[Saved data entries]
※ ※ ※

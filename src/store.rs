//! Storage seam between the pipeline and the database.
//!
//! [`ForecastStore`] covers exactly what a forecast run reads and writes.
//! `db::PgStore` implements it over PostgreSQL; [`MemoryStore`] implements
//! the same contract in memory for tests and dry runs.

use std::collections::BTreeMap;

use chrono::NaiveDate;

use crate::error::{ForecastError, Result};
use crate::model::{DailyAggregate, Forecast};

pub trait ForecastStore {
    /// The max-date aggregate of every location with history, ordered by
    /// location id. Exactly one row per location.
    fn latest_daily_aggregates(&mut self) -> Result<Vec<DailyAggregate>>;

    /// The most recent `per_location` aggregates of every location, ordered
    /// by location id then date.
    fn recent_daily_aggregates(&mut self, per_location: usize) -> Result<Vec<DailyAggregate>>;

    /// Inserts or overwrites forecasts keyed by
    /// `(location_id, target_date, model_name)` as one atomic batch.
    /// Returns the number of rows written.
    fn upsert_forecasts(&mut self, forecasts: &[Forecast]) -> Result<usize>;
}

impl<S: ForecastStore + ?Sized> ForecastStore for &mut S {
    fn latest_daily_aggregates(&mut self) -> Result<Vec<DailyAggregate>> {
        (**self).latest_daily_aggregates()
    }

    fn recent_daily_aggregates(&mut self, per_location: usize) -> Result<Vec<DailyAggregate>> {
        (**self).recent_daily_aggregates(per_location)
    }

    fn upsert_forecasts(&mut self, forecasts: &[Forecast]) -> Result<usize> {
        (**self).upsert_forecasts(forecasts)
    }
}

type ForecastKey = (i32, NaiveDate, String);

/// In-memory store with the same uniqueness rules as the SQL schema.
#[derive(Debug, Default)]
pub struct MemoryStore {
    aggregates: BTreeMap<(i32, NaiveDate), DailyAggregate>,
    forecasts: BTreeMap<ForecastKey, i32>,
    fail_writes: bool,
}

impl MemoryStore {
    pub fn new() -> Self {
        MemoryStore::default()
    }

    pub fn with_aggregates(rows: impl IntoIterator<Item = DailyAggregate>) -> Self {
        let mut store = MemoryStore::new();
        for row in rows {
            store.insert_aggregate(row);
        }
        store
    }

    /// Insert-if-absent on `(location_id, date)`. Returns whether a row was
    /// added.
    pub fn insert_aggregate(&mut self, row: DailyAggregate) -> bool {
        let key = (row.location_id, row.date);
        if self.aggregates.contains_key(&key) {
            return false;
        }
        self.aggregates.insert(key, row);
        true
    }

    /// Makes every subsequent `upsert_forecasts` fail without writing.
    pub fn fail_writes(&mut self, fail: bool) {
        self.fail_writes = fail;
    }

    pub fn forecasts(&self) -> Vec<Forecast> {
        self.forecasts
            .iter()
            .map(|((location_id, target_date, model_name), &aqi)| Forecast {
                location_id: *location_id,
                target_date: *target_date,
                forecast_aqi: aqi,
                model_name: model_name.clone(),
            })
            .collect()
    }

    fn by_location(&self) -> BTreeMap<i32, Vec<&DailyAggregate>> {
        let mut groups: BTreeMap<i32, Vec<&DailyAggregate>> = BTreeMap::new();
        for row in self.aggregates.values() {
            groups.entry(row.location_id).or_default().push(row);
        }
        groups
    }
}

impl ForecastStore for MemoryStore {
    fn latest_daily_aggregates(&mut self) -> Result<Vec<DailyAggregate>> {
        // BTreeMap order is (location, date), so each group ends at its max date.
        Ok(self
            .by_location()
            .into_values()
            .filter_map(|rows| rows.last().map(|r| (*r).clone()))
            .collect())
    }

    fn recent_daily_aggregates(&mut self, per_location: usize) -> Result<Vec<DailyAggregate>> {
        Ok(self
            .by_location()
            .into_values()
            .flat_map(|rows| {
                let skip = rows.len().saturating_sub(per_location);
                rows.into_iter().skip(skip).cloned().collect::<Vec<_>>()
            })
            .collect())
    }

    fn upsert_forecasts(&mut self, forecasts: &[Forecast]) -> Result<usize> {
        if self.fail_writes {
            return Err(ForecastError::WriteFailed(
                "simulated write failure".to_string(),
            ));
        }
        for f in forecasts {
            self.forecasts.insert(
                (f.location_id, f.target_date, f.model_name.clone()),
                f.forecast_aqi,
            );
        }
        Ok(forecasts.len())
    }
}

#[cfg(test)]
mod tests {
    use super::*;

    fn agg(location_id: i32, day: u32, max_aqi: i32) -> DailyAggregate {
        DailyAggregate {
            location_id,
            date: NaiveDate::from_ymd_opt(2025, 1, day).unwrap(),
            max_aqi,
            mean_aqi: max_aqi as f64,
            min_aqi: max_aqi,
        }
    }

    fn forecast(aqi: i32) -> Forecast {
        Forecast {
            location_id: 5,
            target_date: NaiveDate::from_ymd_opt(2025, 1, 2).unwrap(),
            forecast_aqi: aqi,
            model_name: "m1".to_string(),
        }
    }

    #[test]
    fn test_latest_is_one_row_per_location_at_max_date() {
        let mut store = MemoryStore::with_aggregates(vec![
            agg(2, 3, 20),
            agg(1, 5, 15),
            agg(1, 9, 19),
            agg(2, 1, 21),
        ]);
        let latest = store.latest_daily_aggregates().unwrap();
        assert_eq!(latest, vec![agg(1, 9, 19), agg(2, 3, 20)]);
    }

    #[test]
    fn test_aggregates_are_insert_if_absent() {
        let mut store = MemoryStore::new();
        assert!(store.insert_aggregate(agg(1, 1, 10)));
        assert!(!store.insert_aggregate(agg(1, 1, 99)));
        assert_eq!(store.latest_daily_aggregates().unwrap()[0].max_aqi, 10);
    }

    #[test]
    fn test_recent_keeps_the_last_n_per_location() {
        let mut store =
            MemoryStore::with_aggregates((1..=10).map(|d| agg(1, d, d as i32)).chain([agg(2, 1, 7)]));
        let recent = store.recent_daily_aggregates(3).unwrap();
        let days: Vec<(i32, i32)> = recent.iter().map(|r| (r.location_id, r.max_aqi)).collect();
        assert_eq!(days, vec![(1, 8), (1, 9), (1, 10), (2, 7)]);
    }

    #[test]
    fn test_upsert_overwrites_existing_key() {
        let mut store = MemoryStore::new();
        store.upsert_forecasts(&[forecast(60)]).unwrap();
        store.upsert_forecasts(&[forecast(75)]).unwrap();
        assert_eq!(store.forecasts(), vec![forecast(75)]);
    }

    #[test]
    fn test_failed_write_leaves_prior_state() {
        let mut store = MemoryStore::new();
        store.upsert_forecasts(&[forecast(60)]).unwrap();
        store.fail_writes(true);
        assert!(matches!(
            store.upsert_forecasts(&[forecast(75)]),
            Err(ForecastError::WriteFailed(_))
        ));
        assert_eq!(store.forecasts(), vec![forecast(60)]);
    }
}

※ ※ ※

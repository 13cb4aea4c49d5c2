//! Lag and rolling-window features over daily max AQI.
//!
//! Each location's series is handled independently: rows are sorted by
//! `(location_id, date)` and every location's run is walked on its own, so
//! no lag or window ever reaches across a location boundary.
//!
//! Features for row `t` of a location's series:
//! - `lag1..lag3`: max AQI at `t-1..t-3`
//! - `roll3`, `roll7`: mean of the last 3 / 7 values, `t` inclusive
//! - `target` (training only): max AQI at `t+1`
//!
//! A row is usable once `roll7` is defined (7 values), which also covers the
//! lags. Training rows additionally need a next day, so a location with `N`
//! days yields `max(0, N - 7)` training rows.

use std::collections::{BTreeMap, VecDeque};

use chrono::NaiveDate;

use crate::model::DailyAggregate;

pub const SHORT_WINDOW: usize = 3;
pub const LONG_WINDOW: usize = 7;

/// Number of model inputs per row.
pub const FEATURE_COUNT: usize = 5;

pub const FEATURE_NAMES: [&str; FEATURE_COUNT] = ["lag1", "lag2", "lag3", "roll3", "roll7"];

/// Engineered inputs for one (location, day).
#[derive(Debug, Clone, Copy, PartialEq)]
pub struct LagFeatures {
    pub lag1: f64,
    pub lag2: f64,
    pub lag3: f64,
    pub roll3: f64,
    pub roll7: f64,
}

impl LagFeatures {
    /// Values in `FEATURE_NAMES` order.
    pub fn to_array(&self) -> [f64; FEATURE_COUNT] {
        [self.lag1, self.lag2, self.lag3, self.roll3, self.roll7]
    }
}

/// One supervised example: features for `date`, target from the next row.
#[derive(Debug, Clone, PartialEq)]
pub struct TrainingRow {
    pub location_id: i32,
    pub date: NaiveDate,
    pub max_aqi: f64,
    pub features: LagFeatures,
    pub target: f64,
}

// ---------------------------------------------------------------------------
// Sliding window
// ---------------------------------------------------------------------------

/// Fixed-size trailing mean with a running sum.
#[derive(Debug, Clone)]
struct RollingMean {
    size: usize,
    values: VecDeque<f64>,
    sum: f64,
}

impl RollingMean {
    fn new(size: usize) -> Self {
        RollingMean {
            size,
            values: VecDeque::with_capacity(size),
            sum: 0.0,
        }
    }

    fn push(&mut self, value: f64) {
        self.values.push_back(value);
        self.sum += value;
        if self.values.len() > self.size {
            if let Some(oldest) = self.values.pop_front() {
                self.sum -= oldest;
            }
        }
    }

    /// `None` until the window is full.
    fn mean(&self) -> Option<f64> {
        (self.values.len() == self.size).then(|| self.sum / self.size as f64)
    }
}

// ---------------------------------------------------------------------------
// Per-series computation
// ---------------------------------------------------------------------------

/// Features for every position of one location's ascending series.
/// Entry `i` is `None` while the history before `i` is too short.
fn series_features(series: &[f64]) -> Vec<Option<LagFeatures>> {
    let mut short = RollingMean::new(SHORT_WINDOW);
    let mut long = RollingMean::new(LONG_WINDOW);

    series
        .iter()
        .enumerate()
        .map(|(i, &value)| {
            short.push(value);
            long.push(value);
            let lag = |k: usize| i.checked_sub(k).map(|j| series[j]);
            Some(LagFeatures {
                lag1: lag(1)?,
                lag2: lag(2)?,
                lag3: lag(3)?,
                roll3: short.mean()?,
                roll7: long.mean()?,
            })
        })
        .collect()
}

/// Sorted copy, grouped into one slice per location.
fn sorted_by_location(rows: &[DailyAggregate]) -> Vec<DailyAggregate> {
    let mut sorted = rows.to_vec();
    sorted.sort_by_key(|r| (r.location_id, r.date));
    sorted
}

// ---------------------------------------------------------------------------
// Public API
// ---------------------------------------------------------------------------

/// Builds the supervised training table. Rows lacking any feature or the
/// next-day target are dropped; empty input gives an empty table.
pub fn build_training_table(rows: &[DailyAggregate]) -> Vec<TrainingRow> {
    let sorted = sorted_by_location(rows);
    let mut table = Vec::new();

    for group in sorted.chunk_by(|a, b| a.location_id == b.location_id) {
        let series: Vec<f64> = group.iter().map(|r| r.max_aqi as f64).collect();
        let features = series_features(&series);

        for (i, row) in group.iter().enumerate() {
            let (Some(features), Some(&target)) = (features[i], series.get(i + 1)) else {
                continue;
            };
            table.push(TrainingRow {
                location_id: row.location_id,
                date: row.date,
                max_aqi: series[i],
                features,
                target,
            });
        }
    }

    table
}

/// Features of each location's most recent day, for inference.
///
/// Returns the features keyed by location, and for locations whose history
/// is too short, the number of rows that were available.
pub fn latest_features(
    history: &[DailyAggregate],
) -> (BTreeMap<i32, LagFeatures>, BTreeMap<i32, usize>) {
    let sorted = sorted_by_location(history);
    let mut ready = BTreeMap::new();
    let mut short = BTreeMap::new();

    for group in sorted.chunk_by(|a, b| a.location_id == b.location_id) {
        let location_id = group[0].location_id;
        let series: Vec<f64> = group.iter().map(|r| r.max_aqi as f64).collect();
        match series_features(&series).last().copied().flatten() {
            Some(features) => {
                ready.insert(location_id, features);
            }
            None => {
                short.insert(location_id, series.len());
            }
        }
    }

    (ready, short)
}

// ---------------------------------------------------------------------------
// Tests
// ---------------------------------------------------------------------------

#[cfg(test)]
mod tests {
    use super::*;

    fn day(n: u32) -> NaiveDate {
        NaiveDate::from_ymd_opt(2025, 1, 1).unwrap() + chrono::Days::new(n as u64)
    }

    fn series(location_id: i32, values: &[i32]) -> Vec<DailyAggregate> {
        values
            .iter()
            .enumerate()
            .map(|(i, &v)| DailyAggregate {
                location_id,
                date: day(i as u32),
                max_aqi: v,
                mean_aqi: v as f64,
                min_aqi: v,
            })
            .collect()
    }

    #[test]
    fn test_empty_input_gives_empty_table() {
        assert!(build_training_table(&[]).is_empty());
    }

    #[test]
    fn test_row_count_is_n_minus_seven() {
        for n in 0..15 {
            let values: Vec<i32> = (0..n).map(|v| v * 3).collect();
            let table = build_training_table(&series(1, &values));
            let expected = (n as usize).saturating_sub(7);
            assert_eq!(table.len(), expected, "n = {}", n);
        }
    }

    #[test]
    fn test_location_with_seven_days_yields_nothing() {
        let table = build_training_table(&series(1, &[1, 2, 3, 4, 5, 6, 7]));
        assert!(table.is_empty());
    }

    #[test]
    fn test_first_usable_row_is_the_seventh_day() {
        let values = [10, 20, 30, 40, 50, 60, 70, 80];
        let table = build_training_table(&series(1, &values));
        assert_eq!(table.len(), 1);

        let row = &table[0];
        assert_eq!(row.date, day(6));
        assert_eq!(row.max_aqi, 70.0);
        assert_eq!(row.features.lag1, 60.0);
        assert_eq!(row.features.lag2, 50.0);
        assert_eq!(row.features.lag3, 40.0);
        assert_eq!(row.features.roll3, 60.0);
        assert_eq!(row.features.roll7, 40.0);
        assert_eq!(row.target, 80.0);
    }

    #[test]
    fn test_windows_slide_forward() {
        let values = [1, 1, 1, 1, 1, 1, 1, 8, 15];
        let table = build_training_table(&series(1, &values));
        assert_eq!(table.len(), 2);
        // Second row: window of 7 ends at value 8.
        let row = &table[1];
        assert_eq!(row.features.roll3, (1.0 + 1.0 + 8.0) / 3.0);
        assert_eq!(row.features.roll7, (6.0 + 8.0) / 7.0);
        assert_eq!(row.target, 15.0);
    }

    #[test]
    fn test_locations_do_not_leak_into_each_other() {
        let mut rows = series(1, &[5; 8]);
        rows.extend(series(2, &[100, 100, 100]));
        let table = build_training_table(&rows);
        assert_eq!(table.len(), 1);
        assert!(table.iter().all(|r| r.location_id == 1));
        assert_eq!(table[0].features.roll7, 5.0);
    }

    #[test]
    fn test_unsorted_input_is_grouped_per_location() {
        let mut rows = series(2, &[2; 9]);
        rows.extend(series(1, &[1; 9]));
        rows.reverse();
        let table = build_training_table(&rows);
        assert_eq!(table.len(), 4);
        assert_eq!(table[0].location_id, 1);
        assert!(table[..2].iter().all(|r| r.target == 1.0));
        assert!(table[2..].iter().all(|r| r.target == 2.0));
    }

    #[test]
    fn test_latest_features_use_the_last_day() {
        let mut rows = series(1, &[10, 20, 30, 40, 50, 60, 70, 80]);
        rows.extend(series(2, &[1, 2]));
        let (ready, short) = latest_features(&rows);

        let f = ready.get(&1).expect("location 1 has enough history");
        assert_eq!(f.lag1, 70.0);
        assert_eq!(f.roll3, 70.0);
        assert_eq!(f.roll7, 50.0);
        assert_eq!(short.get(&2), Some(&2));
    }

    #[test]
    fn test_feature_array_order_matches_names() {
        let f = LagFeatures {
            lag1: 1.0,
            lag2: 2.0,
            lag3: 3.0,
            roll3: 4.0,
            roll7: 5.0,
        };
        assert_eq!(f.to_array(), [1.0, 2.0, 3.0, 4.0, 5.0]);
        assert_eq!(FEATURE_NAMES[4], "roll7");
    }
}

※ ※ ※

Gather each line in the entries above where the string "Some" is found.

THE COMPLETED TASK:
            if let Some(oldest) = self.values.pop_front() {
            Some(LagFeatures {
            let (Some(features), Some(&target)) = (features[i], series.get(i + 1)) else {
            Some(features) => {
        assert_eq!(short.get(&2), Some(&2));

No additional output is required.